Hydrogen peroxide is produced by E. coli challenged haemocytes and regulates phagocytosis, in the medfly Ceratitis capitata. The active role of superoxide dismutase

Hydrogen peroxide (H2O2) participates as a second messenger in cell signaling. In this paper, the role of H2O2 was investigated, in Escherichia coli phagocytosis by the haemocytes of the medfly Ceratitis capitata. Block of H2O2 synthesis by specific enzymic inhibitors, namely N-ethylmaleimide (NEM) for NADPH oxidase and diethyldithiocarbamate (DDC) for SOD, resulted in the increase of E. coli phagocytosis.

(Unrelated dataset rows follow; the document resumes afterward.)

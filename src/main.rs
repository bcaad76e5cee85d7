use std::sync::Arc;

use clap::Parser;
use rand::rngs::StdRng;
use rand::SeedableRng;
use tracing::info;

use depthx_rs::config::{CliArgs, Settings};
use depthx_rs::engine::pipeline::DepthView;
use depthx_rs::engine::types::{Intensity, Venue};
use depthx_rs::market_data::adapters::synthetic::SyntheticFeed;
use depthx_rs::market_data::router::{Control, Router};
use depthx_rs::telemetry;

fn fmt_opt(value: Option<f64>) -> String {
    value.map_or_else(|| "N/A".to_string(), |v| format!("{:.2}", v))
}

// Helper function to print the statistics panel
fn print_view_summary(view: &DepthView) {
    let stats = &view.stats;
    let venues: Vec<&str> = view.venues.iter().map(Venue::display_name).collect();

    println!("\n=== {} [{}] ===", view.display.symbol, venues.join(", "));
    println!("Connection: {}", if view.connected { "Connected" } else { "Disconnected" });
    println!("Current price: {}", fmt_opt(stats.current_price));
    println!("Spread: {}", fmt_opt(stats.spread));
    println!("Best bid: {} | Best ask: {}", fmt_opt(stats.best_bid), fmt_opt(stats.best_ask));
    println!(
        "Shown levels: {} bids ({:.4}) / {} asks ({:.4})",
        view.display.bids.len(),
        stats.total_bid_volume,
        view.display.asks.len(),
        stats.total_ask_volume
    );
    println!(
        "Pressure zones: high {}, medium {}, low {}",
        stats.high_zones, stats.medium_zones, stats.low_zones
    );
    for zone in view.zones.top(Intensity::High, 3) {
        println!(
            "  HIGH {:?} @ {:.0}: {:.4} across {} venues",
            zone.side,
            zone.price_level,
            zone.total_volume,
            zone.venues.len()
        );
    }
}

#[tokio::main]
async fn main() -> anyhow::Result<()> {
    dotenvy::dotenv().ok(); // load .env

    let args = CliArgs::parse();
    let mut settings = Settings::load(args.config.as_deref())?;
    args.apply(&mut settings)?;

    telemetry::init_tracing(&settings.logging.level);
    telemetry::init_metrics(settings.metrics.port)?;

    let (feed, flake_rng) = match settings.feed.seed {
        Some(seed) => (
            SyntheticFeed::seeded(settings.synthetic_params(), seed),
            StdRng::seed_from_u64(seed.wrapping_add(1)),
        ),
        None => (SyntheticFeed::new(settings.synthetic_params()), StdRng::from_entropy()),
    };

    info!(
        symbol = %settings.feed.symbol,
        venues = ?settings.venue_set(),
        time_range = %settings.feed.time_range,
        "starting depthx"
    );

    let (router, mut handle) = Router::new(Arc::new(feed), settings.router_config(), flake_rng);
    let router_task = tokio::spawn(router.run());

    let ctrl_c = tokio::signal::ctrl_c();
    tokio::pin!(ctrl_c);
    let mut published = 0u64;

    loop {
        tokio::select! {
            changed = handle.views.changed() => {
                if changed.is_err() {
                    break;
                }
                let view = handle.views.borrow_and_update().clone();
                let Some(view) = view else { continue };

                if args.json {
                    println!("{}", serde_json::to_string(&*view)?);
                } else {
                    print_view_summary(&view);
                }

                published += 1;
                if args.ticks.is_some_and(|n| published >= n) {
                    break;
                }
            }
            _ = &mut ctrl_c => {
                info!("ctrl-c received, shutting down");
                break;
            }
        }
    }

    // router may already be gone if the view channel closed
    let _ = handle.controls.send(Control::Shutdown).await;
    let summary = router_task.await?;
    info!(
        snapshots = summary.snapshots_applied,
        stale = summary.stale_dropped,
        rejected = summary.rejected_levels,
        views = summary.views_published,
        "done"
    );

    Ok(())
}
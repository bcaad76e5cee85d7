use serde::{Deserialize, Serialize};
use tracing::instrument;

use crate::engine::types::{OrderLevel, OrderbookData};

/// Inclusive price window applied to both ladders.
#[derive(Debug, Clone, Copy, PartialEq, Serialize, Deserialize)]
pub struct PriceRange {
    pub lo: f64,
    pub hi: f64,
}

impl PriceRange {
    pub const UNBOUNDED: PriceRange = PriceRange { lo: 0.0, hi: f64::INFINITY };
    /// Default slider extent.
    pub const FULL: PriceRange = PriceRange { lo: 0.0, hi: 100_000.0 };
    pub const FOCUS_HIGH_VOLUME: PriceRange = PriceRange { lo: 40_000.0, hi: 80_000.0 };

    pub fn new(lo: f64, hi: f64) -> Self {
        Self { lo, hi }
    }

    pub fn contains(&self, price: f64) -> bool {
        self.lo <= price && price <= self.hi
    }
}

#[derive(Debug, Clone, Copy, PartialEq, Serialize, Deserialize)]
pub struct FilterParams {
    pub price_range: PriceRange,
    pub min_quantity: f64,
}

impl FilterParams {
    pub fn new(price_range: PriceRange, min_quantity: f64) -> Self {
        Self { price_range, min_quantity }
    }

    pub fn identity() -> Self {
        Self { price_range: PriceRange::UNBOUNDED, min_quantity: 0.0 }
    }

    pub fn retains(&self, level: &OrderLevel) -> bool {
        self.price_range.contains(level.price) && level.quantity >= self.min_quantity
    }
}

impl Default for FilterParams {
    fn default() -> Self {
        Self { price_range: PriceRange::FULL, min_quantity: 0.0 }
    }
}

/// Derive the display snapshot. Order is preserved and `current_price`/`spread` are
/// copied from the source: they describe the market, not the visible window.
#[instrument(level = "trace", skip(snapshot), fields(symbol = %snapshot.symbol))]
pub fn filter(snapshot: &OrderbookData, params: &FilterParams) -> OrderbookData {
    let keep = |side: &[OrderLevel]| -> Vec<OrderLevel> {
        side.iter().filter(|l| params.retains(l)).copied().collect()
    };

    OrderbookData {
        symbol: snapshot.symbol.clone(),
        timestamp: snapshot.timestamp,
        bids: keep(&snapshot.bids),
        asks: keep(&snapshot.asks),
        current_price: snapshot.current_price,
        spread: snapshot.spread,
    }
}
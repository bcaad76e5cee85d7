// Synthetic multi-venue feed. Stands in for live venue connections: every poll produces a
// fresh ladder per venue around a fixed base price.

use parking_lot::Mutex;
use rand::rngs::StdRng;
use rand::{Rng, SeedableRng};
use tracing::trace;

use super::{now_ms, FeedError, RawLevel, RawSnapshot, SnapshotFeed, VenueQuotes};
use crate::engine::types::{Venue, VenueSet};

#[derive(Debug, Clone, Copy)]
pub struct SyntheticParams {
    pub base_price: f64,
    pub spread: f64,
    pub levels_per_venue: usize,
}

impl Default for SyntheticParams {
    fn default() -> Self {
        Self { base_price: 65_000.0, spread: 50.0, levels_per_venue: 25 }
    }
}

pub struct SyntheticFeed {
    params: SyntheticParams,
    rng: Mutex<StdRng>,
}

fn round_to(value: f64, decimals: i32) -> f64 {
    let scale = 10f64.powi(decimals);
    (value * scale).round() / scale
}

impl SyntheticFeed {
    pub fn new(params: SyntheticParams) -> Self {
        Self { params, rng: Mutex::new(StdRng::from_entropy()) }
    }

    /// Reproducible feed for tests and replays.
    pub fn seeded(params: SyntheticParams, seed: u64) -> Self {
        Self { params, rng: Mutex::new(StdRng::seed_from_u64(seed)) }
    }

    fn side(&self, rng: &mut StdRng, is_ask: bool, now: u64) -> Vec<RawLevel> {
        let p = &self.params;
        let direction = if is_ask { 1.0 } else { -1.0 };
        let touch = p.base_price + direction * p.spread / 2.0;
        let n = p.levels_per_venue;

        (0..n)
            .map(|i| {
                let offset = (i as f64 * 10.0 + rng.gen_range(0.0..5.0)) * direction;
                // deeper levels carry less size on average
                let quantity = rng.gen_range(0.0..5.0) + 0.1 + (n - i) as f64 * 0.1;
                RawLevel {
                    price: round_to(touch + offset, 2),
                    quantity: round_to(quantity, 4),
                    timestamp: now.saturating_sub(i as u64 * 1000),
                }
            })
            .collect()
    }
}

#[async_trait::async_trait]
impl SnapshotFeed for SyntheticFeed {
    async fn fetch_snapshot(&self, symbol: &str, venues: VenueSet) -> Result<RawSnapshot, FeedError> {
        if symbol.trim().is_empty() {
            return Err(FeedError::UnsupportedSymbol(symbol.to_string()));
        }

        let now = now_ms();
        let mut rng = self.rng.lock();
        let venues: Vec<VenueQuotes> = venues
            .iter()
            .map(|venue: Venue| VenueQuotes {
                venue,
                bids: self.side(&mut rng, false, now),
                asks: self.side(&mut rng, true, now),
            })
            .collect();

        trace!(symbol, venues = venues.len(), "generated synthetic snapshot");
        Ok(RawSnapshot { symbol: symbol.to_string(), timestamp: now, venues })
    }
}
use tracing::{info, warn};
use crate::models::models::User;
use crate::core::errors::{ModelError, Result};
use crate::core::store::Store;
use crate::users::{find_by_username, touch_last_seen};

/// Checks `username`/`password` and refreshes `last_seen` on success. An
/// unknown username and a wrong password are indistinguishable to the caller.
pub fn login(store: &Store, username: &str, password: &str) -> Result<User> {
    let user = match find_by_username(store, username)? {
        Some(u) => u,
        None => return Err(ModelError::Unauthorized),
    };

    if !user.check_password(password) {
        warn!(user_id = %user.id, "Rejected login attempt");
        return Err(ModelError::Unauthorized);
    }

    let user = touch_last_seen(store, &user.id)?;
    info!(user_id = %user.id, "User logged in");
    Ok(user)
}
pub mod models;
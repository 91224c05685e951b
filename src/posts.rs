use std::collections::BTreeSet;
use std::sync::OnceLock;
use chrono::{DateTime, Utc};
use regex::Regex;
use tracing::{info, warn};
use crate::models::models::Post;
use crate::core::errors::{ModelError, Result};
use crate::core::helpers::{new_id, now, plain_text, validate_uuid};
use crate::core::pagination::{paginate, Page};
use crate::core::store::Store;
use crate::follow::following_ids;
use crate::users::get_user;
use crate::config::*;

pub fn create_post(store: &Store, user_id: &str, body: &str) -> Result<Post> {
    create_post_at(store, user_id, body, now())
}

/// Creates a post with an explicit timestamp. Posts are indexed globally and
/// per author, newest first.
///
/// `MAX_POST_LENGTH` counts the characters as written. The stored body is
/// escaped and linkified, so it can be longer.
pub fn create_post_at(store: &Store, user_id: &str, body: &str, created_at: DateTime<Utc>) -> Result<Post> {
    get_user(store, user_id)?;

    let body = body.trim();
    if body.is_empty() || body.chars().count() > MAX_POST_LENGTH {
        return Err(ModelError::BadRequest("Invalid content".to_string()));
    }

    // Markup-only bodies clean down to nothing
    let body = filter_post_content(body);
    if body.trim().is_empty() {
        return Err(ModelError::BadRequest("Invalid content".to_string()));
    }

    store.transaction(|store| -> Result<Post> {
        let seq = store.get_json::<u64>(POST_SEQ_KEY)?.unwrap_or(0) + 1;
        store.set_json(POST_SEQ_KEY, &seq)?;

        let post = Post {
            id: new_id(),
            user_id: user_id.to_string(),
            body,
            created_at,
            seq,
        };
        store.set_json(&post_key(&post.id), &post)?;

        let mut feed: Vec<String> = store.get_json(FEED_KEY)?.unwrap_or_default();
        feed.insert(0, post.id.clone()); // prepend newest
        store.set_json(FEED_KEY, &feed)?;

        let user_posts_key = user_posts_key(user_id);
        let mut user_posts: Vec<String> = store.get_json(&user_posts_key)?.unwrap_or_default();
        user_posts.insert(0, post.id.clone());
        store.set_json(&user_posts_key, &user_posts)?;

        info!(post_id = %post.id, user_id = %user_id, "Post created");
        Ok(post)
    })
}

pub fn get_post(store: &Store, post_id: &str) -> Result<Post> {
    if post_id.is_empty() || !validate_uuid(post_id) {
        return Err(ModelError::BadRequest("Invalid post id".to_string()));
    }

    store
        .get_json::<Post>(&post_key(post_id))?
        .ok_or_else(|| ModelError::NotFound(format!("Post not found: {}", post_id)))
}

fn url_regex() -> &'static Regex {
    static REGEX: OnceLock<Regex> = OnceLock::new();
    REGEX.get_or_init(|| {
        Regex::new(r#"https?://[^\s<>"]+"#).expect("Regex should compile")
    })
}

/// Reduces the body to escaped plain text, then turns bare URLs into links.
/// The URLs come out of the cleaner already entity-escaped and cannot hold
/// `"`, so they go into the attribute verbatim.
fn filter_post_content(content: &str) -> String {
    let clean = plain_text(content);

    url_regex().replace_all(&clean, |caps: &regex::Captures| {
        let url = &caps[0];
        format!(r#"<a href="{}" target="_blank" rel="noopener noreferrer">{}</a>"#, url, url)
    }).to_string()
}

fn load_posts(store: &Store, ids: Vec<String>) -> Result<Vec<Post>> {
    let mut posts = Vec::with_capacity(ids.len());

    for id in ids {
        match store.get_json::<Post>(&post_key(&id))? {
            Some(p) => posts.push(p),
            None => warn!(post_id = %id, "Dangling post id in index"),
        }
    }
    Ok(posts)
}

/// Newest first; equal timestamps fall back to creation order, latest first.
fn sort_newest_first(posts: &mut [Post]) {
    posts.sort_by(|a, b| {
        b.created_at
            .cmp(&a.created_at)
            .then_with(|| b.seq.cmp(&a.seq))
    });
}

/// Posts written by `user_id`, newest first.
pub fn user_posts(store: &Store, user_id: &str, page: usize) -> Result<Page<Post>> {
    get_user(store, user_id)?;

    let ids: Vec<String> = store.get_json(&user_posts_key(user_id))?.unwrap_or_default();
    let mut posts = load_posts(store, ids)?;
    sort_newest_first(&mut posts);

    Ok(paginate(posts, page, posts_per_page()))
}

/// Every post in the store, newest first.
pub fn explore(store: &Store, page: usize) -> Result<Page<Post>> {
    let feed: Vec<String> = store.get_json(FEED_KEY)?.unwrap_or_default();
    let mut posts = load_posts(store, feed)?;
    sort_newest_first(&mut posts);

    Ok(paginate(posts, page, posts_per_page()))
}

/// The feed of `user_id`: their own posts plus the posts of everyone they
/// follow, newest first.
pub fn following_posts(store: &Store, user_id: &str) -> Result<Vec<Post>> {
    let mut authors: BTreeSet<String> = following_ids(store, user_id)?.into_iter().collect();
    authors.insert(user_id.to_string());

    let mut posts = Vec::new();
    for author in &authors {
        let ids: Vec<String> = store.get_json(&user_posts_key(author))?.unwrap_or_default();
        posts.extend(load_posts(store, ids)?);
    }
    sort_newest_first(&mut posts);

    Ok(posts)
}

pub fn following_posts_page(store: &Store, user_id: &str, page: usize) -> Result<Page<Post>> {
    Ok(paginate(following_posts(store, user_id)?, page, posts_per_page()))
}
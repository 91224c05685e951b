// === Limits ===
pub const MIN_USERNAME_LENGTH: usize = 3;
pub const MAX_USERNAME_LENGTH: usize = 64;
pub const MAX_EMAIL_LENGTH: usize = 120;
pub const MIN_PASSWORD_LENGTH: usize = 3;
pub const MAX_ABOUT_ME_LENGTH: usize = 140;
pub const MAX_POST_LENGTH: usize = 140;

pub const AVATAR_BASE_URL: &str = "https://www.gravatar.com/avatar";

// === Storage keys ===
pub const USERS_LIST_KEY: &str = "users_list";
pub const FEED_KEY: &str = "feed";
pub const POST_SEQ_KEY: &str = "post_seq";

pub fn user_key(user_id: &str) -> String {
    format!("user:{}", user_id)
}

pub fn post_key(post_id: &str) -> String {
    format!("post:{}", post_id)
}

pub fn user_posts_key(user_id: &str) -> String {
    format!("user_posts:{}", user_id)
}

pub fn followings_key(user_id: &str) -> String {
    format!("followings:{}", user_id)
}

pub fn followers_key(user_id: &str) -> String {
    format!("followers:{}", user_id)
}

// === Environment ===
pub fn posts_per_page() -> usize {
    std::env::var("BORD_POSTS_PER_PAGE")
        .ok()
        .and_then(|v| v.parse::<usize>().ok())
        .unwrap_or(20)
        .max(1)
}

pub fn default_avatar_size() -> u32 {
    std::env::var("BORD_AVATAR_SIZE")
        .ok()
        .and_then(|v| v.parse::<u32>().ok())
        .unwrap_or(128)
}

Immunoblot analysis, flow cytometry and confocal microscopy, revealed the constitutive expression of SOD, in the medfly haemocytes. Phagocytosis increased by small interfering RNA (siRNA) for SOD, revealing the active involvement of SOD and H2O2. Immunoblot analysis showed an increase of the ERK1/2 phosphorylation, in the presence of the above H2O2 synthesis enzymic inhibitors. In addition, confocal microscopy showed no co-localization of SOD with β integrin subunit. It appears that SOD participates in the regulation of bacterial phagocytosis, due to involvement of the produced H2O2 in the differential phosphorylation of MAP kinases.